Mexico City, Mexico (CNN) -- A group of gunmen ambushed a state police convoy in western Mexico and killed nine officers, state media reported.
Ten officers survived the attack, which occurred in the state of Jalisco on Thursday, state police said, according to the state-run Notimex news agency. One more officer is missing.
The officers were patrolling the southeastern part of the state when gunmen -- armed with assault rifles and grenade launchers -- attacked, the agency said.
After a gunbattle that lasted several hours, the gunmen fled to the neighboring state of Michoacan, Notimex said.
Several deadly attacks have made headlines over the past week in Mexico, where more than 28,000 people have died in drug-related violence since December 2006, when President Felipe Calderon announced a crackdown on cartels.
Earlier Thursday, gunmen shot three trucks carrying factory workers in a border city, killing five and injuring 14 others, Notimex reported, citing local police.
On Wednesday, 15 people were killed at a car wash in the western state of Nayarit.

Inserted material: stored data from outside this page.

//! Shell completions command.

use std::io::{self, Write};

use clap::CommandFactory;
use clap_complete::{generate, Shell};

use crate::cli::{Cli, CompletionShell};
use crate::error::CliResult;

/// Generate shell completions for the specified shell.
pub fn completions(shell: CompletionShell) -> CliResult<String> {
    let mut buf = Vec::new();
    write_completions(shell, &mut buf);
    io::stdout().write_all(&buf)?;

    // Return empty string since output is written to stdout
    Ok(String::new())
}

/// Write completions for the specified shell into a writer.
pub fn write_completions(shell: CompletionShell, out: &mut dyn Write) {
    let mut cmd = Cli::command();
    let shell = match shell {
        CompletionShell::Bash => Shell::Bash,
        CompletionShell::Zsh => Shell::Zsh,
        CompletionShell::Fish => Shell::Fish,
        CompletionShell::PowerShell => Shell::PowerShell,
    };

    generate(shell, &mut cmd, "ninja", out);
}
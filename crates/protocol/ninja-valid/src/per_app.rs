//! `PerAppObjectIDs` validation.
//!
//! Per-app IDs are an array of groups, one per application:
//!
//! ```json
//! [
//!   { "appId": "app1", "ids": { "codeunit": [1, 2] } },
//!   { "appId": "app2", "ids": { "page": [1, 2] } }
//! ]
//! ```
//!
//! Each group has exactly the keys `appId` and `ids`. Key names are
//! case-sensitive and a bare `ObjectIDs` object is not accepted in place
//! of the array.

use ninja_types::{APP_ID_KEY, IDS_KEY};
use serde_json::Value;

use crate::error::{Mismatch, PredicateResult};
use crate::object_ids::validate_object_ids;
use crate::primitive::json_kind;

/// Validate a `PerAppObjectIDs` value.
pub fn validate_per_app_object_ids(value: &Value) -> PredicateResult {
    let groups = value.as_array().ok_or_else(|| {
        Mismatch::new(format!(
            "expected an array of {{ {}, {} }} groups, got {}",
            APP_ID_KEY,
            IDS_KEY,
            json_kind(value)
        ))
    })?;

    groups.iter().enumerate().try_for_each(|(index, group)| {
        validate_app_group(group).map_err(|m| m.at_index(index))
    })
}

/// Returns true if the value is a valid `PerAppObjectIDs`.
pub fn is_per_app_object_ids(value: &Value) -> bool {
    validate_per_app_object_ids(value).is_ok()
}

/// Validate a single `{ appId, ids }` group.
pub fn validate_app_group(value: &Value) -> PredicateResult {
    let group = value.as_object().ok_or_else(|| {
        Mismatch::new(format!(
            "expected an object with '{}' and '{}', got {}",
            APP_ID_KEY,
            IDS_KEY,
            json_kind(value)
        ))
    })?;

    if let Some(key) = group
        .keys()
        .find(|key| key.as_str() != APP_ID_KEY && key.as_str() != IDS_KEY)
    {
        return Err(Mismatch::new(format!("unexpected key '{}'", key)));
    }

    match group.get(APP_ID_KEY) {
        None => return Err(Mismatch::new(format!("missing key '{}'", APP_ID_KEY))),
        Some(app_id) if !app_id.is_string() => {
            return Err(Mismatch::new(format!(
                "expected a string, got {}",
                json_kind(app_id)
            ))
            .at_key(APP_ID_KEY));
        }
        Some(_) => {}
    }

    let ids = group
        .get(IDS_KEY)
        .ok_or_else(|| Mismatch::new(format!("missing key '{}'", IDS_KEY)))?;
    validate_object_ids(ids).map_err(|m| m.at_key(IDS_KEY))
}

#[cfg(test)]
mod tests {
    use super::*;
    use serde_json::json;

    #[test]
    fn test_valid_groups() {
        assert!(is_per_app_object_ids(&json!([
            { "appId": "app1", "ids": { "codeunit": [1, 2], "table": [1, 2] } },
            { "appId": "app2", "ids": { "codeunit": [1, 2], "page": [1, 2] } }
        ])));
        assert!(is_per_app_object_ids(&json!([])));
    }

    #[test]
    fn test_bare_object_ids_rejected() {
        let mismatch = validate_per_app_object_ids(&json!({
            "codeunit": [1],
            "table": [1, 2]
        }))
        .unwrap_err();
        assert!(mismatch.reason.contains("got object"));
    }

    #[test]
    fn test_wrong_app_id_key_rejected() {
        let mismatch = validate_per_app_object_ids(&json!([
            { "test": "app1", "ids": { "codeunit": [1, 2], "table": [1, 2] } },
            { "mock": "app2", "ids": "apple" }
        ]))
        .unwrap_err();
        assert_eq!(mismatch.location, "[0]");
        assert_eq!(mismatch.reason, "unexpected key 'test'");
    }

    #[test]
    fn test_wrong_ids_case_rejected() {
        assert!(!is_per_app_object_ids(&json!([
            { "appId": "app1", "IDs": { "codeunit": [1, 2] } }
        ])));
    }

    #[test]
    fn test_invalid_nested_ids_rejected() {
        let mismatch = validate_per_app_object_ids(&json!([
            { "appId": "app1", "ids": { "codeunit": [1, 2], "table": [1, 2] } },
            { "appId": "app2", "ids": "apple" }
        ]))
        .unwrap_err();
        assert_eq!(mismatch.location, "[1].ids");

        let mismatch = validate_per_app_object_ids(&json!([
            { "appId": "app1", "ids": { "codeunit": [1, 2], "table": [1, 2] } },
            { "appId": "app2", "ids": { "codeunit": [1, 2], "record": [1, 2] } }
        ]))
        .unwrap_err();
        assert_eq!(mismatch.location, "[1].ids.record");
    }

    #[test]
    fn test_missing_keys_rejected() {
        let mismatch = validate_app_group(&json!({ "ids": {} })).unwrap_err();
        assert_eq!(mismatch.reason, "missing key 'appId'");
        let mismatch = validate_app_group(&json!({ "appId": "app1" })).unwrap_err();
        assert_eq!(mismatch.reason, "missing key 'ids'");
    }

    #[test]
    fn test_non_string_app_id_rejected() {
        let mismatch = validate_app_group(&json!({ "appId": 1, "ids": {} })).unwrap_err();
        assert_eq!(mismatch.location, ".appId");
    }
}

Gunmen killed 13 people at a drug rehabilitation clinic in the border city of Tijuana on Monday. And at least 14 people were killed in a shooting at a house party where young people had gathered in violence-plagued Ciudad Juarez on Saturday, Notimex said.
The Mexico office of the United Nations High Commission on Human Rights denounced the "succession of high-impact acts."
In a statement released Thursday, the office urged Mexican authorities to intensify efforts to ensure peace, investigate quickly and "capture, prosecute and punish those responsible."